Lori Radke

Personal information
- Nationality: Canada
- Born: 1967 (age 58–59) Wetaskiwin, Alberta, Canada
- Education: University of Alberta
- Height: 5'8

Medal record
Summer Paralympics
Wheelchair basketball
| Gold medal – first place | 1996 Summer Paralympics | Wheelchair basketball |
| Gold medal – first place | 2000 Summer Paralympics | Wheelchair basketball |
| Bronze medal – third place | 2004 Summer Paralympics | Wheelchair basketball |

= Lori Radke =

Canadian wheelchair basketball player

Lori Radke (born 1967) is a Canadian Paralympic wheelchair basketball player. She has won two gold medals and one bronze at three different Paralympic Games.

==Early life==
Radke was born in Wetaskiwin, but grew up in Ponoka, Alberta where she attended Ponoka Composite High School and later the University of Alberta. While in high school, she injured her knee and later opted for a knee ligament reconstruction. As a result, she retired from stand-up sports in 1992 in favour of wheelchair reliant ones.

==Career==
Radke joined Team Canada in 1994 and made her Paralympics debut during the 1996 Summer Paralympics in Atlanta.
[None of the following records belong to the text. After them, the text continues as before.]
// crates/dht-eval-core/src/lib.rs
// ============================================================================
// Module: DHT Eval Core Library
// Description: Public API surface for the DHT benchmark evaluation core.
// Purpose: Expose the data model, sample source interface, and pipeline stages.
// Dependencies: crate::{core, interfaces, runtime}
// ============================================================================

//! ## Overview
//! DHT Eval core turns per-run benchmark databases into per-configuration
//! summary statistics. Runs are located by filename, sampled through the
//! [`SampleSource`] interface, summarized per column (median and a high
//! percentile), and merged across repeated experiment directories into a
//! [`ResultTable`] sorted by node count and latency. Storage backends plug in
//! through [`SampleSource`] rather than being embedded here.

// ============================================================================
// SECTION: Modules
// ============================================================================

pub mod core;
pub mod interfaces;
pub mod runtime;

// ============================================================================
// SECTION: Re-Exports
// ============================================================================

pub use crate::core::*;

pub use interfaces::SampleSource;
pub use interfaces::SourceError;
pub use runtime::AggregateError;
pub use runtime::ColumnSummary;
pub use runtime::EvaluationOptions;
pub use runtime::FacetLayout;
pub use runtime::FacetPanel;
pub use runtime::FacetSeries;
pub use runtime::InMemorySampleSource;
pub use runtime::LocatedRun;
pub use runtime::LocatorError;
pub use runtime::MergeError;
pub use runtime::PipelineError;
pub use runtime::RunFilePattern;
pub use runtime::evaluate;
pub use runtime::latency_fixed_layout;
pub use runtime::locate_runs;
pub use runtime::merge_snapshots;
pub use runtime::merge_tables;
pub use runtime::nodes_fixed_layout;
pub use runtime::percentile;
pub use runtime::summarize;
Despite blowing out both anterior cruciate ligaments, Radke is classified as a 4.5 athlete in wheelchair basketball, meaning she has few if any physical limitations. With Team Canada, Radke won two Paralympic gold medals, one Paralympic bronze medal, and various World Championship titles. In 2008, she was named to Team Canada's roster for the 2008 Summer Paralympics and the Osaka Cup which she chose to forgo. During the 2008 Summer Paralympics, Team Canada placed 5th out of 10 teams.

In 2012 after the Calgary Rollers lost to the BC Breakers in the National Wheelchair Basketball Championships, Radke was named to the All-Star Team. The next year, Radke became a coach with the Calgary Rollers but rejoined the team as a player after a shortage.